Single-Dose Pharmacokinetics and Safety Pharmacodynamics of Formoterol Delivered by Two Different Dry Powder Inhalers

The present study aimed at assessing the pharmacokinetics (PK) and safety pharmacodynamics (PD) of 24 microg formoterol delivered via a Novolizer and via an Aerolizer in healthy subjects. This was a randomized, open-label, crossover study. Beside PK, serum potassium, and glucose profiles, vital signs, and ECG were recorded. Twenty-nine subjects (15 males) were enrolled. The inhalation maneuver had to be repeated by 19 subjects using the Aerolizer and 1 subject using a Novolizer. While eight (28%) subjects completely failed to inhale correctly via the Aerolizer (four were identified by the investigators immediately after inhalation, another four by bioanalytics later), all did it correctly via the Novolizer. The bioanalytical evaluation indicated two distinct serum peaks. The shapes of serum concentration-time profiles were more homogeneous after inhaling via the Novolizer than via the Aerolizer.

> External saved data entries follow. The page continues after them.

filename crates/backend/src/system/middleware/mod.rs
pub mod request_logger;
use crate::dashboards::d400_economics::api;
use crate::shared::components::{
    default_range, CardTone, LoadState, PageHeader, PeriodSelector, StatCard,
};
use crate::shared::format::{format_money, format_percent, format_thousands};
use contracts::dashboards::d400_economics::{EconomicsResponse, EconomicsRow};
use contracts::shared::period::{Period, PeriodRangeRequest};
use leptos::prelude::*;
use leptos::task::spawn_local;

fn period_label(key: &str) -> String {
    Period::parse(key).map(|p| p.label()).unwrap_or_else(|| key.to_string())
}

/// Экономика: выручка, материалы, комиссии и маржа по месяцам
#[component]
pub fn EconomicsDashboard() -> impl IntoView {
    let (from, to) = default_range();
    let date_from = RwSignal::new(from);
    let date_to = RwSignal::new(to);

    let data = RwSignal::new(None::<EconomicsResponse>);
    let loading = RwSignal::new(false);
    let error = RwSignal::new(None::<String>);

    Effect::new(move |_| {
        let request = PeriodRangeRequest {
            date_from: Some(date_from.get()),
            date_to: Some(date_to.get()),
        };
        loading.set(true);
        error.set(None);

        spawn_local(async move {
            match api::get_economics(&request).await {
                Ok(response) => data.set(Some(response)),
                Err(e) => {
                    log::error!("Failed to load D400 economics: {}", e);
                    error.set(Some(e));
                }
            }
            loading.set(false);
        });
    });

    let total = move |f: fn(&EconomicsRow) -> String| {
        Signal::derive(move || data.with(|d| d.as_ref().map(|d| f(&d.totals))))
    };
    let margin_tone = move || {
        data.with(|d| match d {
            Some(d) if d.totals.margin < 0.0 => CardTone::Bad,
            Some(_) => CardTone::Good,
            None => CardTone::Neutral,
        })
    };

    view! {
        <div class="page" id="d400_economics--dashboard">
            <PageHeader title="Экономика" subtitle="Выручка и маржа по выполненным выездам">
                <PeriodSelector date_from=date_from date_to=date_to />
            </PageHeader>

            <LoadState loading=loading error=error />

            <div class="stat-cards">
                <StatCard
                    label="Выручка"
                    icon_name="money"
                    value=total(|t| format_money(t.revenue))
                />
                <StatCard
                    label="Материалы"
                    icon_name="cases"
                    value=total(|t| format_money(t.material_cost))
                />
                <StatCard
                    label="Комиссии техников"
                    icon_name="portal"
                    value=total(|t| format_money(t.commissions))
                />
                {move || view! {
                    <StatCard
                        label="Маржа"
                        icon_name="economics"
                        tone=margin_tone()
                        value=total(|t| format_money(t.margin))
                        subtitle=total(|t| format!("Средний чек {}", format_money(t.avg_case_value)))
                    />
                }}
            </div>

            <h2 class="section-title">"По месяцам"</h2>
            <table class="table">
                <thead>
                    <tr>
                        <th>"Месяц"</th>
                        <th class="num">"Выезды"</th>
                        <th class="num">"Выручка"</th>
                        <th class="num">"Материалы"</th>
                        <th class="num">"Комиссии"</th>
                        <th class="num">"Маржа"</th>
                        <th class="num">"Средний чек"</th>
                    </tr>
                </thead>
                <tbody>
                    {move || data.with(|d| d.as_ref().map(|d| d.rows.clone()).unwrap_or_default())
                        .into_iter()
                        .map(|row| view! {
                            <tr>
                                <td>{period_label(&row.period)}</td>
                                <td class="num">{format_thousands(row.case_count as i64)}</td>
                                <td class="num">{format_money(row.revenue)}</td>
                                <td class="num">{format_money(row.material_cost)}</td>
                                <td class="num">{format_money(row.commissions)}</td>
                                <td class="num" class:negative=row.margin < 0.0>{format_money(row.margin)}</td>
                                <td class="num">{format_money(row.avg_case_value)}</td>
                            </tr>
                        })
                        .collect_view()}
                </tbody>
            </table>

            <h2 class="section-title">"По видам вредителей"</h2>
            <table class="table">
                <thead>
                    <tr>
                        <th>"Вредитель"</th>
                        <th class="num">"Выезды"</th>
                        <th class="num">"Выручка"</th>
                        <th class="num">"Доля"</th>
                    </tr>
                </thead>
                <tbody>
                    {move || data.with(|d| d.as_ref().map(|d| d.by_pest_type.clone()).unwrap_or_default())
                        .into_iter()
                        .map(|row| view! {
                            <tr>
                                <td>{row.pest_type}</td>
                                <td class="num">{format_thousands(row.case_count as i64)}</td>
                                <td class="num">{format_money(row.revenue)}</td>
                                <td class="num">{format_percent(row.share_percent)}</td>
                            </tr>
                        })
                        .collect_view()}
                </tbody>
            </table>
        </div>
    }
}
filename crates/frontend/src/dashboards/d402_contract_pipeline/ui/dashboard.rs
use crate::dashboards::d402_contract_pipeline::api;
use crate::shared::components::{
    default_range, CardTone, LoadState, PageHeader, PeriodSelector, StatCard,
};
use crate::shared::format::{format_money, format_percent, format_thousands};
use contracts::dashboards::d402_contract_pipeline::{PipelineResponse, PipelineStage};
use contracts::domain::a001_contract::aggregate::ContractStatus;
use contracts::shared::period::{Period, PeriodRangeRequest};
use leptos::prelude::*;
use leptos::task::spawn_local;

fn stage_tone(status: ContractStatus) -> CardTone {
    match status {
        ContractStatus::Signed | ContractStatus::Active => CardTone::Good,
        ContractStatus::Pending => CardTone::Warning,
        ContractStatus::Declined | ContractStatus::Overdue => CardTone::Bad,
        _ => CardTone::Neutral,
    }
}

fn stage_card(stage: PipelineStage) -> impl IntoView {
    let value = Signal::derive({
        let count = stage.count;
        move || Some(format_thousands(count as i64))
    });
    let subtitle = Signal::derive({
        let total = stage.total_value;
        move || Some(format_money(total))
    });
    view! {
        <StatCard
            label=stage.label
            icon_name="pipeline"
            tone=stage_tone(stage.status)
            value=value
            subtitle=subtitle
        />
    }
}

/// Воронка договоров: этапы, конверсия и подписания по месяцам
#[component]
pub fn PipelineDashboard() -> impl IntoView {
    let (from, to) = default_range();
    let date_from = RwSignal::new(from);
    let date_to = RwSignal::new(to);

    let data = RwSignal::new(None::<PipelineResponse>);
    let loading = RwSignal::new(false);
    let error = RwSignal::new(None::<String>);

    Effect::new(move |_| {
        let request = PeriodRangeRequest {
            date_from: Some(date_from.get()),
            date_to: Some(date_to.get()),
        };
        loading.set(true);
        error.set(None);

        spawn_local(async move {
            match api::get_pipeline(&request).await {
                Ok(response) => data.set(Some(response)),
                Err(e) => {
                    log::error!("Failed to load D402 pipeline: {}", e);
                    error.set(Some(e));
                }
            }
            loading.set(false);
        });
    });

    let conversion = Signal::derive(move || {
        data.with(|d| d.as_ref().map(|d| format_percent(d.conversion_rate)))
    });
    let open_value =
        Signal::derive(move || data.with(|d| d.as_ref().map(|d| format_money(d.open_value))));

    view! {
        <div class="page" id="d402_contract_pipeline--dashboard">
            <PageHeader title="Воронка договоров" subtitle="От черновика до завершения">
                <PeriodSelector date_from=date_from date_to=date_to />
            </PageHeader>

            <LoadState loading=loading error=error />

            <div class="stat-cards">
                <StatCard label="Конверсия" icon_name="economics" tone=CardTone::Good value=conversion />
                <StatCard label="Открытые договоры" icon_name="contracts" value=open_value />
            </div>

            <h2 class="section-title">"Этапы"</h2>
            <div class="stat-cards stat-cards--pipeline">
                {move || data.with(|d| d.as_ref().map(|d| d.stages.clone()).unwrap_or_default())
                    .into_iter()
                    .map(stage_card)
                    .collect_view()}
            </div>

            <h2 class="section-title">"По месяцам"</h2>
            <table class="table">
                <thead>
                    <tr>
                        <th>"Месяц"</th>
                        <th class="num">"Создано"</th>
                        <th class="num">"Подписано"</th>
                        <th class="num">"Сумма подписанных"</th>
                    </tr>
                </thead>
                <tbody>
                    {move || data.with(|d| d.as_ref().map(|d| d.months.clone()).unwrap_or_default())
                        .into_iter()
                        .map(|row| {
                            let label = Period::parse(&row.period)
                                .map(|p| p.label())
                                .unwrap_or_else(|| row.period.clone());
                            view! {
                                <tr>
                                    <td>{label}</td>
                                    <td class="num">{row.created}</td>
                                    <td class="num">{row.signed}</td>
                                    <td class="num">{format_money(row.signed_value)}</td>
                                </tr>
                            }
                        })
                        .collect_view()}
                </tbody>
            </table>
        </div>
    }
}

After adjusting for the delivered dose the Cmax of formoterol predicting pulmonary absorption was higher after the Novolizer than after the Aerolizer, while the average AUC0-infinity levels indicating total systemic exposure were equivalent. There was no evidence for different pharmacodynamic behavior with respect to serum potassium and glucose profiles, vital signs, and ECG. The Novolizer yields higher pulmonary absorption of formoterol than the Aerolizer and equivalent safety profiles. Considering the lower variability of PK profiles and the higher proportion of correct inhalations, formoterol is more reliably inhaled via Novolizer.